13.07.10 - 08:57
Pour le journaliste français Edwy Plenel, la situation d'appauvrissement démocratique dans la justice et dans les médias qui s'est mise en place sous la présidence de Nicolas Sarkozy est très grave. Il dénonce.
Le président français Nicolas Sarkozy s'est expliqué à la télévision ce lundi. Interrogé par Bertrand Henne, le journaliste Edwy Plenel, fondateur de Médiapart, le site internet d'information qui a révélé l'affaire Bettencourt commente la situation actuelle en France : "Nous avons depuis un mois des questions fondamentales qui sont posées, et qui ne sont pas du tout éloignées des préoccupations quotidiennes des gens : c'est l'égalité devant la loi, l'égalité devant la justice, l'égalité devant l'impôt, le rapport entre la politique et l'argent. Dans ce cadre, non seulement on n'a pas de juge indépendant (le juge qui enquête n'est pas un juge mais un procureur, dépendant du pouvoir exécutif, lié à la présidence de la République actuelle) ; deuxièmement, on n'a même pas de commission d'enquête parlementaire (ça a été refusé à l'opposition) ; troisièmement, on est dans un pays où le président de la république peut, sur un simple claquement de doigt, décider comment il va répondre, choisir son heure, sa chaîne, son intervieweur, sa durée, sans conférence de presse, sans journaliste contradicteur ou un petit peu plus incisif.
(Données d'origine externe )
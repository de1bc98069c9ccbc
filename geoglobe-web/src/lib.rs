/// geoglobe web - WASM bindings for the globe geometry
///
/// Exposes country meshes and fly-line arcs as flat typed arrays ready to be
/// uploaded to WebGL buffers. Rendering itself stays on the JavaScript side.
use std::error::Error;

use geoglobe_core::{
    build_fly_lines, flyline::parse_fly_lines, parse_countries, tessellate_world, ArcPath,
    CountryMesh, FlyLinePath, GlobeConfig, LineLoop,
};
use wasm_bindgen::prelude::*;

type BuildResult<T> = Result<T, Box<dyn Error>>;

fn to_js(err: Box<dyn Error>) -> JsValue {
    JsValue::from_str(&err.to_string())
}

#[wasm_bindgen(start)]
pub fn start() {
    if console_log::init_with_level(log::Level::Info).is_err() {
        log::warn!("logger was already initialized");
    }
}

/// Geometry builder bound to one globe configuration
#[wasm_bindgen]
pub struct Globe {
    config: GlobeConfig,
}

#[wasm_bindgen]
impl Globe {
    #[wasm_bindgen(constructor)]
    pub fn new(radius: f64) -> Globe {
        Globe {
            config: GlobeConfig::with_radius(radius),
        }
    }

    /// Globe from a JSON object overriding any of the default settings
    pub fn with_config_json(json: &str) -> Result<Globe, JsValue> {
        GlobeConfig::from_json_str(json)
            .map(|config| Globe { config })
            .map_err(|err| JsValue::from_str(&err.to_string()))
    }

    #[wasm_bindgen(getter)]
    pub fn radius(&self) -> f64 {
        self.config.radius
    }

    /// Tessellate every country of a GeoJSON FeatureCollection
    pub fn countries(&self, geojson: &str) -> Result<Vec<CountryBuffers>, JsValue> {
        country_buffers(geojson, &self.config).map_err(to_js)
    }

    /// Build the arcs for a JSON array of fly lines
    pub fn fly_lines(&self, json: &str) -> Result<Vec<FlyLineBuffers>, JsValue> {
        fly_line_buffers(json, &self.config).map_err(to_js)
    }
}

fn country_buffers(geojson: &str, config: &GlobeConfig) -> BuildResult<Vec<CountryBuffers>> {
    let countries = parse_countries(geojson)?;
    let meshes = tessellate_world(&countries, config)?;
    Ok(meshes.into_iter().map(CountryBuffers::from).collect())
}

fn fly_line_buffers(json: &str, config: &GlobeConfig) -> BuildResult<Vec<FlyLineBuffers>> {
    let lines = parse_fly_lines(json)?;
    let paths = build_fly_lines(&lines, config);
    log::info!("built {} of {} fly lines", paths.len(), lines.len());
    Ok(paths
        .iter()
        .map(|path| FlyLineBuffers::new(path, config))
        .collect())
}

/// Fill and outline buffers of one country
#[wasm_bindgen]
pub struct CountryBuffers {
    name: Option<String>,
    positions: Vec<f32>,
    indices: Vec<u32>,
    outlines: Vec<Vec<f32>>,
}

impl From<CountryMesh> for CountryBuffers {
    fn from(mesh: CountryMesh) -> Self {
        Self {
            name: mesh.name,
            positions: mesh.fill.positions_f32(),
            indices: mesh.fill.indices_flat(),
            outlines: mesh.outlines.iter().map(LineLoop::positions_f32).collect(),
        }
    }
}

#[wasm_bindgen]
impl CountryBuffers {
    #[wasm_bindgen(getter)]
    pub fn name(&self) -> Option<String> {
        self.name.clone()
    }

    /// Fill vertices as `x, y, z` triples
    #[wasm_bindgen(getter)]
    pub fn positions(&self) -> Vec<f32> {
        self.positions.clone()
    }

    /// Fill triangles as index triples into `positions`
    #[wasm_bindgen(getter)]
    pub fn indices(&self) -> Vec<u32> {
        self.indices.clone()
    }

    #[wasm_bindgen(getter)]
    pub fn outline_count(&self) -> usize {
        self.outlines.len()
    }

    /// Closed outline `index` as `x, y, z` triples; empty when out of range
    pub fn outline(&self, index: usize) -> Vec<f32> {
        self.outlines.get(index).cloned().unwrap_or_default()
    }
}

/// One fly line in its aligned frame.
///
/// The arc lies in the z = 0 plane; applying `rotation` places it on the
/// globe. Straight lines have zero start and end angles, their center is the
/// midpoint and their radius half the length.
#[wasm_bindgen]
pub struct FlyLineBuffers {
    id: String,
    straight: bool,
    center: [f64; 2],
    radius: f64,
    start_angle: f64,
    end_angle: f64,
    rotation: [f64; 4],
    head_span: f64,
    path: Vec<f32>,
}

impl FlyLineBuffers {
    fn new(line: &FlyLinePath, config: &GlobeConfig) -> Self {
        let q = line.frame.rotation_inverse.coords;
        let path = line
            .path
            .spaced_points(config.arc_divisions)
            .iter()
            .flat_map(|p| [p.x as f32, p.y as f32])
            .collect();

        let (straight, center, radius, start_angle, end_angle) = match &line.path {
            ArcPath::Circle(arc) => (false, arc.center, arc.radius, arc.start_angle, arc.end_angle),
            ArcPath::Segment { start, end } => {
                (true, nalgebra::center(start, end), (end - start).norm() / 2.0, 0.0, 0.0)
            }
        };

        Self {
            id: line.id.clone(),
            straight,
            center: [center.x, center.y],
            radius,
            start_angle,
            end_angle,
            rotation: [q.x, q.y, q.z, q.w],
            head_span: (end_angle - start_angle) * config.head_fraction,
            path,
        }
    }
}

#[wasm_bindgen]
impl FlyLineBuffers {
    #[wasm_bindgen(getter)]
    pub fn id(&self) -> String {
        self.id.clone()
    }

    #[wasm_bindgen(getter)]
    pub fn straight(&self) -> bool {
        self.straight
    }

    #[wasm_bindgen(getter)]
    pub fn center(&self) -> Vec<f64> {
        self.center.to_vec()
    }

    #[wasm_bindgen(getter)]
    pub fn radius(&self) -> f64 {
        self.radius
    }

    #[wasm_bindgen(getter)]
    pub fn start_angle(&self) -> f64 {
        self.start_angle
    }

    #[wasm_bindgen(getter)]
    pub fn end_angle(&self) -> f64 {
        self.end_angle
    }

    /// Aligned frame to world quaternion as `[x, y, z, w]`
    #[wasm_bindgen(getter)]
    pub fn rotation(&self) -> Vec<f64> {
        self.rotation.to_vec()
    }

    /// Angle covered by the animated head
    #[wasm_bindgen(getter)]
    pub fn head_span(&self) -> f64 {
        self.head_span
    }

    /// Evenly spaced path samples as `x, y` pairs in the aligned frame
    #[wasm_bindgen(getter)]
    pub fn path(&self) -> Vec<f32> {
        self.path.clone()
    }
}

#[cfg(test)]
mod tests {
    use super::*;
    use nalgebra::{Point3, Quaternion, UnitQuaternion};

    const WORLD: &str = r#"{
        "type": "FeatureCollection",
        "features": [{
            "type": "Feature",
            "properties": { "name": "Square" },
            "geometry": { "type": "Polygon", "coordinates": [[[0, 0], [10, 0], [10, 10], [0, 10], [0, 0]]] }
        }]
    }"#;

    #[test]
    fn test_country_buffers() {
        let buffers = country_buffers(WORLD, &GlobeConfig::default()).unwrap();
        assert_eq!(buffers.len(), 1);
        let square = &buffers[0];
        assert_eq!(square.name().as_deref(), Some("Square"));
        assert_eq!(square.positions().len() % 3, 0);
        assert_eq!(square.indices().len() % 3, 0);
        let vertex_count = (square.positions().len() / 3) as u32;
        assert!(square.indices().iter().all(|&i| i < vertex_count));
        assert_eq!(square.outline_count(), 1);
        assert_eq!(square.outline(0).len(), 4 * 3);
        assert!(square.outline(1).is_empty());
    }

    #[test]
    fn test_fly_line_buffers() {
        let config = GlobeConfig::default();
        let json = r#"[{ "from": { "id": 1, "lon": 0, "lat": 0 }, "to": { "id": 2, "lon": 90, "lat": 0 } }]"#;
        let buffers = fly_line_buffers(json, &config).unwrap();
        assert_eq!(buffers.len(), 1);

        let line = &buffers[0];
        assert_eq!(line.id(), "1-2");
        assert!(!line.straight());
        assert!((line.start_angle() + line.end_angle() - std::f64::consts::PI).abs() < 1e-9);
        assert!((line.head_span() - (line.end_angle() - line.start_angle()) / 7.0).abs() < 1e-9);
        assert_eq!(line.path().len(), (config.arc_divisions + 1) * 2);

        // The first path sample maps back onto the source on the globe
        let [x, y, z, w] = line.rotation;
        let rotation = UnitQuaternion::from_quaternion(Quaternion::new(w, x, y, z));
        let path = line.path();
        let first = rotation * Point3::new(path[0] as f64, path[1] as f64, 0.0);
        assert!((first - Point3::new(config.radius, 0.0, 0.0)).norm() < 1e-3);
    }
}
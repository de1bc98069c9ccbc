/// Fly lines: animated arcs between two geographic endpoints
use nalgebra::{Point2, Point3};
use serde::{Deserialize, Deserializer, Serialize};
use serde_json::Value;

use crate::arc::{build_arc, ArcPath};
use crate::config::GlobeConfig;
use crate::error::{ImportError, Result};
use crate::projection::{lon_lat_to_xyz, GeoPoint};
use crate::transform::{align, ArcFrame};

/// One end of a fly line. `style` is carried through untouched.
#[derive(Debug, Clone, PartialEq, Serialize, Deserialize)]
pub struct FlyLineEndpoint {
    pub lon: f64,
    pub lat: f64,
    #[serde(default, deserialize_with = "id_from_string_or_number")]
    pub id: Option<String>,
    #[serde(default)]
    pub style: Option<Value>,
}

impl FlyLineEndpoint {
    pub fn new(lon: f64, lat: f64) -> Self {
        Self {
            lon,
            lat,
            id: None,
            style: None,
        }
    }

    pub fn with_id(mut self, id: impl Into<String>) -> Self {
        self.id = Some(id.into());
        self
    }

    pub fn geo_point(&self) -> GeoPoint {
        GeoPoint::new(self.lon, self.lat)
    }
}

#[derive(Debug, Clone, PartialEq, Serialize, Deserialize)]
pub struct FlyLine {
    pub from: FlyLineEndpoint,
    pub to: FlyLineEndpoint,
    #[serde(default)]
    pub style: Option<Value>,
}

impl FlyLine {
    pub fn new(from: FlyLineEndpoint, to: FlyLineEndpoint) -> Self {
        Self {
            from,
            to,
            style: None,
        }
    }

    /// `"{from}-{to}"` from the endpoint ids, or from the concatenated
    /// coordinates when either id is missing
    pub fn id(&self) -> String {
        match (&self.from.id, &self.to.id) {
            (Some(from), Some(to)) => format!("{from}-{to}"),
            _ => format!(
                "{}{}-{}{}",
                self.from.lon, self.from.lat, self.to.lon, self.to.lat
            ),
        }
    }
}

/// A fly line resolved into an arc in its aligned frame
#[derive(Debug, Clone, PartialEq)]
pub struct FlyLinePath {
    pub id: String,
    pub frame: ArcFrame,
    pub path: ArcPath,
}

impl FlyLinePath {
    /// Aligned-frame point `t` in [0, 1] of the way along the path, in world space
    pub fn world_point(&self, t: f64) -> Point3<f64> {
        self.frame.to_world(self.path.point_at(t))
    }

    /// `divisions + 1` world-space points from source to target
    pub fn world_points(&self, divisions: usize) -> Vec<Point3<f64>> {
        self.to_world(self.path.spaced_points(divisions))
    }

    /// World-space flight head at `phase` in [0, 1]
    pub fn head_world_points(&self, phase: f64, config: &GlobeConfig) -> Vec<Point3<f64>> {
        let divisions = (config.arc_divisions as f64 * config.head_fraction).ceil() as usize;
        self.to_world(self.path.head_points(phase, config.head_fraction, divisions))
    }

    fn to_world(&self, points: Vec<Point2<f64>>) -> Vec<Point3<f64>> {
        points.into_iter().map(|p| self.frame.to_world(p)).collect()
    }
}

/// Animation phase in [0, 1) of a looping flight `elapsed_secs` after it started
pub fn animation_phase(elapsed_secs: f64, duration_secs: f64) -> f64 {
    if duration_secs <= 0.0 {
        return 0.0;
    }
    elapsed_secs.rem_euclid(duration_secs) / duration_secs
}

/// Project both endpoints onto the globe and build the arc between them
pub fn build_fly_line(line: &FlyLine, config: &GlobeConfig) -> Result<FlyLinePath> {
    let source = lon_lat_to_xyz(config.radius, line.from.lon, line.from.lat, 1.0);
    let target = lon_lat_to_xyz(config.radius, line.to.lon, line.to.lat, 1.0);

    let frame = align(&source, &target)?;
    let path = build_arc(&frame.source, &frame.target, config.radius, config.bulge_coefficient);

    Ok(FlyLinePath {
        id: line.id(),
        frame,
        path,
    })
}

/// Build every fly line in input order, skipping degenerate ones
pub fn build_fly_lines(lines: &[FlyLine], config: &GlobeConfig) -> Vec<FlyLinePath> {
    let paths: Vec<FlyLinePath> = lines
        .iter()
        .filter_map(|line| match build_fly_line(line, config) {
            Ok(path) => {
                log::debug!("fly line {}: {:?}", path.id, path.path);
                Some(path)
            }
            Err(err) => {
                log::warn!("skipping fly line {}: {err}", line.id());
                None
            }
        })
        .collect();

    log::info!("built {} of {} fly lines", paths.len(), lines.len());
    paths
}

/// Parse a JSON array of fly lines
pub fn parse_fly_lines(json: &str) -> std::result::Result<Vec<FlyLine>, ImportError> {
    Ok(serde_json::from_str(json)?)
}

fn id_from_string_or_number<'de, D>(deserializer: D) -> std::result::Result<Option<String>, D::Error>
where
    D: Deserializer<'de>,
{
    use serde::de::Error;

    match Option::<Value>::deserialize(deserializer)? {
        None | Some(Value::Null) => Ok(None),
        Some(Value::String(s)) => Ok(Some(s)),
        Some(Value::Number(n)) => Ok(Some(n.to_string())),
        Some(other) => Err(D::Error::custom(format!(
            "fly-line id must be a string or a number, got {other}"
        ))),
    }
}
Et le jour même (tout cela est dans une ironie un peu sombre) où est confirmée la nomination par lui-même du patron de l'audiovisuel public : l'interview s'est d'ailleurs terminée de manière surréaliste où on a vu un président parler comme un DRH, un directeur du personnel ou un patron" qui explique son choix. "Sincèrement, tout ça nous ramène bien loin dans notre histoire et ce feuilleton met à l'épreuve la France dans son appauvrissement démocratique".
"On est chez monsieur Poutine"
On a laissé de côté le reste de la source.